Exercise → Go through the data below and copy each line that includes "PredictionFactors".

[Stored data entries]
== Segment start ==
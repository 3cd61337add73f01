use chrono::{DateTime, Utc};
use serde::{Deserialize, Serialize};

use super::WeatherSnapshot;

/// Simulated hardware condition; each factor is a multiplier in (0, 1].
#[derive(Debug, Clone, Copy, PartialEq, Serialize, Deserialize)]
pub struct EquipmentStatus {
    pub inverter_efficiency: f64,
    pub panel_degradation: f64,
    pub soiling: f64,
    pub shading: f64,
}

impl EquipmentStatus {
    /// Combined equipment multiplier.
    pub fn efficiency(&self) -> f64 {
        self.inverter_efficiency * self.panel_degradation * self.soiling * self.shading
    }
}

/// Contributions behind one simulated reading. `base_generation_kw` is in kW,
/// the rest are multipliers.
#[derive(Debug, Clone, Copy, PartialEq, Serialize, Deserialize)]
pub struct SimulationFactors {
    pub base_generation_kw: f64,
    pub weather_impact: f64,
    pub equipment_efficiency: f64,
    pub maintenance_status: f64,
    pub random_variation: f64,
}

#[derive(Debug, Clone, PartialEq, Serialize, Deserialize)]
pub struct SimulationResult {
    pub building_id: String,
    pub timestamp: DateTime<Utc>,
    pub actual_kw: f64,
    pub factors: SimulationFactors,
    pub equipment_status: EquipmentStatus,
}

/// Physical sub-factors of a prediction, each a multiplier in (0, 1].
#[derive(Debug, Clone, Copy, PartialEq, Serialize, Deserialize)]
pub struct PredictionFactors {
    pub temperature: f64,
    pub cloudiness: f64,
    pub humidity: f64,
    pub solar_radiation: f64,
}

impl PredictionFactors {
    pub fn product(&self) -> f64 {
        self.temperature * self.cloudiness * self.humidity * self.solar_radiation
    }
}

/// Which path produced a prediction.
#[derive(Debug, Clone, Copy, PartialEq, Eq, Serialize, Deserialize)]
#[serde(rename_all = "snake_case")]
pub enum PredictionSource {
    /// External estimate blended with the physical model.
    Blended,
    /// Physical model only.
    Physical,
}

#[derive(Debug, Clone, Copy, PartialEq, Serialize, Deserialize)]
pub struct Prediction {
    pub predicted_kw: f64,
    pub confidence: f64,
    pub factors: PredictionFactors,
    pub source: PredictionSource,
}

/// A past reading fed back to the predictor.
#[derive(Debug, Clone, Copy, PartialEq, Serialize, Deserialize)]
pub struct HistoricalObservation {
    pub weather: WeatherSnapshot,
    pub actual_kw: f64,
}

/// One row of the append-only power history.
#[derive(Debug, Clone, PartialEq, Serialize, Deserialize)]
pub struct PowerHistoryRecord {
    pub building_id: String,
    pub building_name: String,
    pub timestamp: DateTime<Utc>,
    pub actual_kw: f64,
    pub predicted_kw: f64,
    pub weather: WeatherSnapshot,
    pub factors: SimulationFactors,
    pub equipment_status: EquipmentStatus,
    pub prediction: Prediction,
}

impl PowerHistoryRecord {
    pub fn observation(&self) -> HistoricalObservation {
        HistoricalObservation {
            weather: self.weather,
            actual_kw: self.actual_kw,
        }
    }
}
== Segment end ==
Task output →
pub struct PredictionFactors {
impl PredictionFactors {
    pub factors: PredictionFactors,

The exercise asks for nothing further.